Jack L wrote:
This is very interesting discussion. I have a few question while
reading Tim and Venkatesh's email:
To Tim:
1. is there any reason you don't want to use HTTP? Since solr has
an HTTP interface already, I suppose using HTTP is the simplest
way to communicate the solr servers from the merger/search broker.
hadoop and ice would both require some additional work - this is
if you are using solr and not lucent directly.
2. "Do you broadcast to the slaves as to who owns a document?"
Do the searchers need to know who has what document?
To Venkatesh:
1. I suppose solr is ok to handle 20 million document - I hope I'm
right because that's what I'm planning on doing :) Is it because
of storage capacity why you you choose to use multiple solr
servers?
An open question: what's the best way to manage server addition?

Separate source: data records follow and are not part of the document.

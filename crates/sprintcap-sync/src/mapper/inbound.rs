use chrono::NaiveDateTime;
use std::cmp::Ordering;
use std::collections::BTreeSet;

use sprintcap_core::config::{DEFAULT_SPRINT_CAPACITY, DEFAULT_SPRINT_COUNT};
use sprintcap_domain::{natural_cmp, parse_window, DateWindow, Sprint, Task, TaskStatus};

use super::{POINTS_FIELD_HINT, SPRINT_FIELD_HINT};
use crate::credentials::Credentials;
use crate::remote::{RemoteCustomField, RemoteTask};

/// Points given to a task whose points field is missing or empty. A remote
/// value of zero is kept as zero rather than replaced with this default.
pub const DEFAULT_POINTS: f64 = 5.0;

const UNKNOWN_SECTION: &str = "Unknown";

/// How remote fields map onto the board.
#[derive(Debug, Clone, PartialEq)]
pub struct FieldConfig {
    pub project_id: String,
    pub sprint_field_id: Option<String>,
    pub points_field_id: Option<String>,
    /// How many sprints to keep; zero keeps all of them.
    pub sprint_count: usize,
    pub default_capacity: f64,
}

impl FieldConfig {
    pub fn new(project_id: impl Into<String>) -> Self {
        Self {
            project_id: project_id.into(),
            sprint_field_id: None,
            points_field_id: None,
            sprint_count: DEFAULT_SPRINT_COUNT,
            default_capacity: DEFAULT_SPRINT_CAPACITY,
        }
    }

    pub fn from_credentials(credentials: &Credentials) -> Self {
        Self {
            sprint_field_id: credentials.sprint_field_id.clone(),
            points_field_id: credentials.points_field_id.clone(),
            ..Self::new(credentials.project_id.clone())
        }
    }

    pub fn with_sprint_count(mut self, sprint_count: usize) -> Self {
        self.sprint_count = sprint_count;
        self
    }

    pub fn with_default_capacity(mut self, capacity: f64) -> Self {
        self.default_capacity = capacity;
        self
    }
}

#[derive(Debug, Clone, Default, PartialEq)]
pub struct ImportResult {
    pub sprints: Vec<Sprint>,
    pub tasks: Vec<Task>,
}

/// Find a custom field by gid when one is configured, otherwise by a
/// case-insensitive name fragment.
pub(crate) fn find_field<'a>(
    fields: &'a [RemoteCustomField],
    id: Option<&str>,
    hint: &str,
) -> Option<&'a RemoteCustomField> {
    match id {
        Some(id) => fields.iter().find(|f| f.gid == id),
        None => fields
            .iter()
            .find(|f| f.name.to_lowercase().contains(hint)),
    }
}

/// Status implied by a section name.
pub fn status_from_section(section: &str) -> TaskStatus {
    let section = section.to_lowercase();
    if section.contains("backlog") {
        TaskStatus::Backlog
    } else if section.contains("done") || section.contains("complete") {
        TaskStatus::Done
    } else if section.contains("progress") || section.contains("doing") {
        TaskStatus::InProgress
    } else {
        TaskStatus::ToDo
    }
}

fn section_name<'a>(record: &'a RemoteTask, project_id: &str) -> &'a str {
    record
        .memberships
        .iter()
        .find(|m| m.project.as_ref().is_some_and(|p| p.gid == project_id))
        .or_else(|| record.memberships.first())
        .and_then(|m| m.section.as_ref())
        .map(|s| s.name.as_str())
        .unwrap_or(UNKNOWN_SECTION)
}

fn map_task(record: &RemoteTask, config: &FieldConfig) -> Task {
    let points = find_field(
        &record.custom_fields,
        config.points_field_id.as_deref(),
        POINTS_FIELD_HINT,
    )
    .and_then(|f| f.number_value)
    .unwrap_or(DEFAULT_POINTS);

    // A task tagged with several sprints lands in the last one listed.
    let sprint = find_field(
        &record.custom_fields,
        config.sprint_field_id.as_deref(),
        SPRINT_FIELD_HINT,
    )
    .and_then(|f| f.multi_enum_values.as_ref())
    .and_then(|values| values.last())
    .map(|value| value.name.clone())
    .filter(|name| !name.is_empty());

    let status = match sprint {
        None => TaskStatus::Backlog,
        Some(_) if record.completed => TaskStatus::Done,
        Some(_) => status_from_section(section_name(record, &config.project_id)),
    };

    let mut task = Task::new(record.gid.clone(), record.name.clone(), points);
    task.status = status;
    task.sprint = sprint;
    task.assignee = record
        .assignee
        .as_ref()
        .map(|a| a.name.clone())
        .filter(|name| !name.is_empty());
    task.description = record.html_notes.clone().filter(|n| !n.is_empty());
    task.external_link = record.permalink_url.clone();
    task
}

/// Order sprints with a parseable window by start date, then undated
/// sprints by natural name order.
fn compare_sprints(a: &(String, Option<DateWindow>), b: &(String, Option<DateWindow>)) -> Ordering {
    match (&a.1, &b.1) {
        (Some(x), Some(y)) => x.start.cmp(&y.start).then_with(|| natural_cmp(&a.0, &b.0)),
        (Some(_), None) => Ordering::Less,
        (None, Some(_)) => Ordering::Greater,
        (None, None) => natural_cmp(&a.0, &b.0),
    }
}

/// Keep the first sprint that has not ended yet and the ones after it, up
/// to `count`. When every sprint is over or undated, keep the last `count`.
fn select_window(
    sorted: Vec<(String, Option<DateWindow>)>,
    count: usize,
    now: NaiveDateTime,
) -> Vec<(String, Option<DateWindow>)> {
    if count == 0 || sorted.is_empty() {
        return sorted;
    }

    let today = now.date();
    let start = sorted
        .iter()
        .position(|(_, window)| window.is_some_and(|w| w.end >= today));

    match start {
        Some(i) => sorted.into_iter().skip(i).take(count).collect(),
        None => {
            let skip = sorted.len().saturating_sub(count);
            sorted.into_iter().skip(skip).collect()
        }
    }
}

/// Build a replacement board from a full project listing.
pub fn import_remote(records: &[RemoteTask], config: &FieldConfig, now: NaiveDateTime) -> ImportResult {
    let tasks: Vec<Task> = records.iter().map(|r| map_task(r, config)).collect();

    let names: BTreeSet<&str> = tasks.iter().filter_map(|t| t.sprint.as_deref()).collect();
    let mut sprints: Vec<(String, Option<DateWindow>)> = names
        .into_iter()
        .map(|name| (name.to_string(), parse_window(name, now)))
        .collect();
    sprints.sort_by(compare_sprints);

    let total = sprints.len();
    let selected = select_window(sprints, config.sprint_count, now);
    let kept: BTreeSet<&str> = selected.iter().map(|(name, _)| name.as_str()).collect();

    let tasks: Vec<Task> = tasks
        .iter()
        .filter(|t| {
            t.status == TaskStatus::Backlog
                || t.sprint.as_deref().is_some_and(|s| kept.contains(s))
        })
        .cloned()
        .collect();

    tracing::info!(
        "Mapped {} remote tasks: kept {} tasks and {} of {} sprints",
        records.len(),
        tasks.len(),
        selected.len(),
        total
    );

    let sprints = selected
        .into_iter()
        .map(|(name, _)| Sprint::new(name, config.default_capacity))
        .collect();

    ImportResult { sprints, tasks }
}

- If a hash value-based partitioning is used, re-indexing all
the document will be needed.
- Otherwise, a database seems to be required to track the documents.
Jack,
My big stumbling blocks were with indexing more so than searching. I
did put together an RMI based system to search multiple lucene servers.
And the searchers don't need to know where everything is. However
with indexing at some point something needs to know where to send the
documents for updating or who to tell to delete a document, whether it
is the server that does the processing or some sort of broker. The
processing machines could do the DB look up and talk to Solr over HTTP
no problem and this is part of what I am considering doing. However I
have some extra code on the indexing machines to handle DB updates
etc..., though I might find a way to move this elsewhere in the system
so I can have pretty much a pure solr server with just a few custom
items (like my own Similarity or QueryParser).
I suppose the DB could be moved to lucene from SQL in the future as well.